▸ **HOW TO COMPLETE THIS TASK**
From the records below, copy out exactly the lines from the one containing "assert_eq!(entries.len(), 1);" to the one containing "assert_eq!(product.current_quantity, 0);", both included. Add nothing else.

[Saved entries]
————
// =============================================================================
// Unit Tests
// =============================================================================

#[cfg(test)]
mod tests {
    use super::*;
    use crate::error::ErrorCode;
    use crate::Engine;
    use chrono::TimeZone;
    use pantry_core::{DateRange, FixedClock, ProductType};
    use rust_decimal_macros::dec;

    async fn engine() -> Engine {
        let db = Database::new(pantry_db::DbConfig::in_memory())
            .await
            .unwrap();
        let clock = Arc::new(FixedClock(Utc.with_ymd_and_hms(2024, 6, 1, 12, 0, 0).unwrap()));
        Engine::new(db, EngineConfig::default(), clock)
    }

    async fn flour(engine: &Engine, stock: i64) -> Product {
        engine
            .inventory()
            .create_product(
                NewProduct::new("Flour", ProductType::Stock)
                    .cost_price(dec!(1.20))
                    .min_stock_level(10),
                stock,
                &Actor::system(),
            )
            .await
            .unwrap()
    }

    #[tokio::test]
    async fn test_create_product_opening_stock() {
        let engine = engine().await;
        let product = flour(&engine, 40).await;

        assert_eq!(product.current_quantity, 40);
        let entries = engine.db().ledger().by_product(&product.id).await.unwrap();
        assert_eq!(entries.len(), 1);
        assert_eq!(entries[0].kind, LedgerKind::Addition);
        assert_eq!(entries[0].previous_quantity, 0);

        let history = engine.inventory().cost_history(&product.id).await.unwrap();
        assert_eq!(history.len(), 1);
        assert_eq!(history[0].cost_price, dec!(1.20));
    }

    #[tokio::test]
    async fn test_create_product_without_stock_has_no_ledger() {
        let engine = engine().await;
        let product = flour(&engine, 0).await;

        assert_eq!(product.current_quantity, 0);
        assert!(engine.db().ledger().by_product(&product.id).await.unwrap().is_empty());
    }

    #[tokio::test]
    async fn test_create_product_rejects_bad_allocation() {
        let engine = engine().await;
        let err = engine
            .inventory()
            .create_product(
                NewProduct::new("Oil", ProductType::Stock)
                    .cost_price(dec!(3.00))
                    .allocation(CostAllocation::new(dec!(50), dec!(10), dec!(10))),
                5,
                &Actor::system(),
            )
            .await
            .unwrap_err();

        assert_eq!(err.code(), ErrorCode::InvalidAllocation);
        assert!(engine.inventory().list_products().await.unwrap().is_empty());
    }

    #[tokio::test]
    async fn test_restock_records_purchase_cost() {
        let engine = engine().await;
        let product = flour(&engine, 5).await;

        let entry = engine
            .inventory()
            .restock(&product.id, 20, Some(dec!(1.25)), None, &Actor::new("chef"))
            .await
            .unwrap();

        assert_eq!(entry.new_quantity, 25);
        let costs = engine.db().costs().by_product(&product.id).await.unwrap();
        assert_eq!(costs.len(), 1);
        assert_eq!(costs[0].category, CostCategory::Inventory);
        assert_eq!(costs[0].amount, dec!(25.00));
        assert_eq!(entry.reference_id.as_deref(), Some(costs[0].id.as_str()));
    }

    #[tokio::test]
    async fn test_restock_unknown_product_records_nothing() {
        let engine = engine().await;

        let err = engine
            .inventory()
            .restock("missing", 5, Some(dec!(2.00)), None, &Actor::system())
            .await
            .unwrap_err();

        assert_eq!(err.code(), ErrorCode::ProductNotFound);
        assert!(engine.db().costs().list(&DateRange::all()).await.unwrap().is_empty());
    }

    #[tokio::test]
    async fn test_usage_cannot_go_negative() {
        let engine = engine().await;
        let product = flour(&engine, 3).await;

        let err = engine
            .inventory()
            .record_usage(&product.id, 4, None, &Actor::system())
            .await
            .unwrap_err();
        assert!(matches!(
            err,
            EngineError::Core(CoreError::InsufficientStock {
                available: 3,
                requested: 4,
                ..
            })
        ));

        let err = engine
            .inventory()
            .record_usage(&product.id, 0, None, &Actor::system())
            .await
            .unwrap_err();
        assert_eq!(err.code(), ErrorCode::ValidationError);
    }

    #[tokio::test]
    async fn test_extreme_adjustment_rejected_without_writes() {
        let engine = engine().await;
        let product = flour(&engine, 10).await;
        let inventory = engine.inventory();

        for delta in [i64::MIN, i64::MAX] {
            let err = inventory
                .adjust(&product.id, delta, "count", &Actor::system())
                .await
                .unwrap_err();
            assert_eq!(err.code(), ErrorCode::ValidationError);
        }

        assert_eq!(inventory.get_product(&product.id).await.unwrap().current_quantity, 10);
        assert_eq!(engine.db().ledger().by_product(&product.id).await.unwrap().len(), 1);
    }

    #[tokio::test]
    async fn test_oversized_prices_rejected() {
        let engine = engine().await;
        let inventory = engine.inventory();

        let err = inventory
            .create_product(
                NewProduct::new("Caviar", ProductType::Combination)
                    .cost_price(dec!(1.00))
                    .selling_price(Decimal::MAX),
                10,
                &Actor::system(),
            )
            .await
            .unwrap_err();
        assert_eq!(err.code(), ErrorCode::ValidationError);

        let product = flour(&engine, 10).await;
        let err = inventory
            .set_cost_price(&product.id, dec!(100000000000000000000000000), None)
            .await
            .unwrap_err();
        assert_eq!(err.code(), ErrorCode::ValidationError);

        let err = inventory
            .restock(&product.id, 5, Some(Decimal::MAX), None, &Actor::system())
            .await
            .unwrap_err();
        assert_eq!(err.code(), ErrorCode::ValidationError);
        assert_eq!(inventory.get_product(&product.id).await.unwrap().current_quantity, 10);
    }

    #[tokio::test]
    async fn test_adjust_requires_reason_and_nonzero_delta() {
        let engine = engine().await;
        let product = flour(&engine, 10).await;
        let inventory = engine.inventory();

        let err = inventory.adjust(&product.id, -2, "  ", &Actor::system()).await.unwrap_err();
        assert_eq!(err.code(), ErrorCode::ValidationError);

        let err = inventory.adjust(&product.id, 0, "spill", &Actor::system()).await.unwrap_err();
        assert_eq!(err.code(), ErrorCode::ValidationError);

        let entry = inventory.adjust(&product.id, -2, "spill", &Actor::system()).await.unwrap();
        assert_eq!(entry.new_quantity, 8);
        assert_eq!(entry.reason.as_deref(), Some("spill"));
    }

    #[tokio::test]
    async fn test_adjust_to_count() {
        let engine = engine().await;
        let product = flour(&engine, 10).await;
        let inventory = engine.inventory();

        let unchanged = inventory
            .adjust_to_count(&product.id, 10, "weekly count", &Actor::system())
            .await
            .unwrap();
        assert!(unchanged.is_none());

        let entry = inventory
            .adjust_to_count(&product.id, 7, "weekly count", &Actor::system())
            .await
            .unwrap()
            .unwrap();
        assert_eq!(entry.quantity_delta, -3);
        assert_eq!(entry.new_quantity, 7);

        let err = inventory
            .adjust_to_count("missing", 7, "weekly count", &Actor::system())
            .await
            .unwrap_err();
        assert_eq!(err.code(), ErrorCode::ProductNotFound);
    }

    #[tokio::test]
    async fn test_set_cost_price() {
        let engine = engine().await;
        let product = flour(&engine, 10).await;
        let inventory = engine.inventory();

        let same = inventory
            .set_cost_price(&product.id, dec!(1.20), None)
            .await
            .unwrap();
        assert!(same.is_none());

        let changed = inventory
            .set_cost_price(&product.id, dec!(1.35), Some("supplier increase"))
            .await
            .unwrap()
            .unwrap();
        assert_eq!(changed.sequence, 2);

        let err = inventory
            .set_cost_price("missing", dec!(1.00), None)
            .await
            .unwrap_err();
        assert_eq!(err.code(), ErrorCode::ProductNotFound);

        let err = inventory
            .set_cost_price(&product.id, dec!(-1.00), None)
            .await
            .unwrap_err();
        assert_eq!(err.code(), ErrorCode::ValidationError);
    }

    #[tokio::test]
    async fn test_update_allocation() {
        let engine = engine().await;
        let product = flour(&engine, 10).await;
        let inventory = engine.inventory();

        let split = CostAllocation::new(dec!(70), dec!(20), dec!(10));
        inventory.update_allocation(&product.id, split).await.unwrap();
        let stored = inventory.get_product(&product.id).await.unwrap();
        assert_eq!(stored.cost_allocation, split);

        let negative = CostAllocation::new(dec!(110), dec!(-10), dec!(0));
        let err = inventory.update_allocation(&product.id, negative).await.unwrap_err();
        assert_eq!(err.code(), ErrorCode::InvalidAllocation);

        let err = inventory.update_allocation("missing", split).await.unwrap_err();
        assert_eq!(err.code(), ErrorCode::ProductNotFound);
    }

    #[tokio::test]
    async fn test_record_cost() {
        let engine = engine().await;
        let product = flour(&engine, 10).await;
        let inventory = engine.inventory();

        let op = inventory
            .record_cost(
                CostRecord::new(CostCategory::Operational, dec!(45.00))
                    .description("Flour delivery fee")
                    .product(&product.id),
                &Actor::new("manager"),
            )
            .await
            .unwrap();
        assert_eq!(op.related_entity, Some(RelatedEntity::product(&product.id)));
        assert_eq!(op.occurred_at, op.created_at);

        let err = inventory
            .record_cost(
                CostRecord::new(CostCategory::Overhead, dec!(10.00)).product("missing"),
                &Actor::system(),
            )
            .await
            .unwrap_err();
        assert_eq!(err.code(), ErrorCode::ProductNotFound);

        let err = inventory
            .record_cost(CostRecord::new(CostCategory::Overhead, dec!(0)), &Actor::system())
            .await
            .unwrap_err();
        assert_eq!(err.code(), ErrorCode::ValidationError);
    }

    #[tokio::test]
    async fn test_low_stock_and_history() {
        let engine = engine().await;
        let product = flour(&engine, 12).await;
        let inventory = engine.inventory();

        assert!(inventory.low_stock().await.unwrap().is_empty());
        inventory
            .record_usage(&product.id, 3, Some("bread".to_string()), &Actor::system())
            .await
            .unwrap();

        let low = inventory.low_stock().await.unwrap();
        assert_eq!(low.len(), 1);
        assert_eq!(low[0].id, product.id);

        let history = inventory.stock_history(&product.id).await.unwrap();
        let quantities: Vec<i64> = history.iter().map(|point| point.quantity).collect();
        assert_eq!(quantities, vec![12, 9]);
        inventory.verify_chain(&product.id).await.unwrap();
    }

    #[tokio::test]
    async fn test_prune_cost_history() {
        let engine = engine().await;
        let product = flour(&engine, 1).await;
        let inventory = engine.inventory();

        for price in [dec!(1.30), dec!(1.40), dec!(1.50)] {
            inventory.set_cost_price(&product.id, price, None).await.unwrap();
        }

        assert_eq!(inventory.prune_cost_history(2).await.unwrap(), 2);
        let history = inventory.cost_history(&product.id).await.unwrap();
        assert_eq!(history.len(), 2);
        assert_eq!(history[0].cost_price, dec!(1.50));
    }
}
————
▸ **PROBLEM SOLUTION**
        assert_eq!(entries.len(), 1);
        assert_eq!(entries[0].kind, LedgerKind::Addition);
        assert_eq!(entries[0].previous_quantity, 0);

        let history = engine.inventory().cost_history(&product.id).await.unwrap();
        assert_eq!(history.len(), 1);
        assert_eq!(history[0].cost_price, dec!(1.20));
    }

    #[tokio::test]
    async fn test_create_product_without_stock_has_no_ledger() {
        let engine = engine().await;
        let product = flour(&engine, 0).await;

        assert_eq!(product.current_quantity, 0);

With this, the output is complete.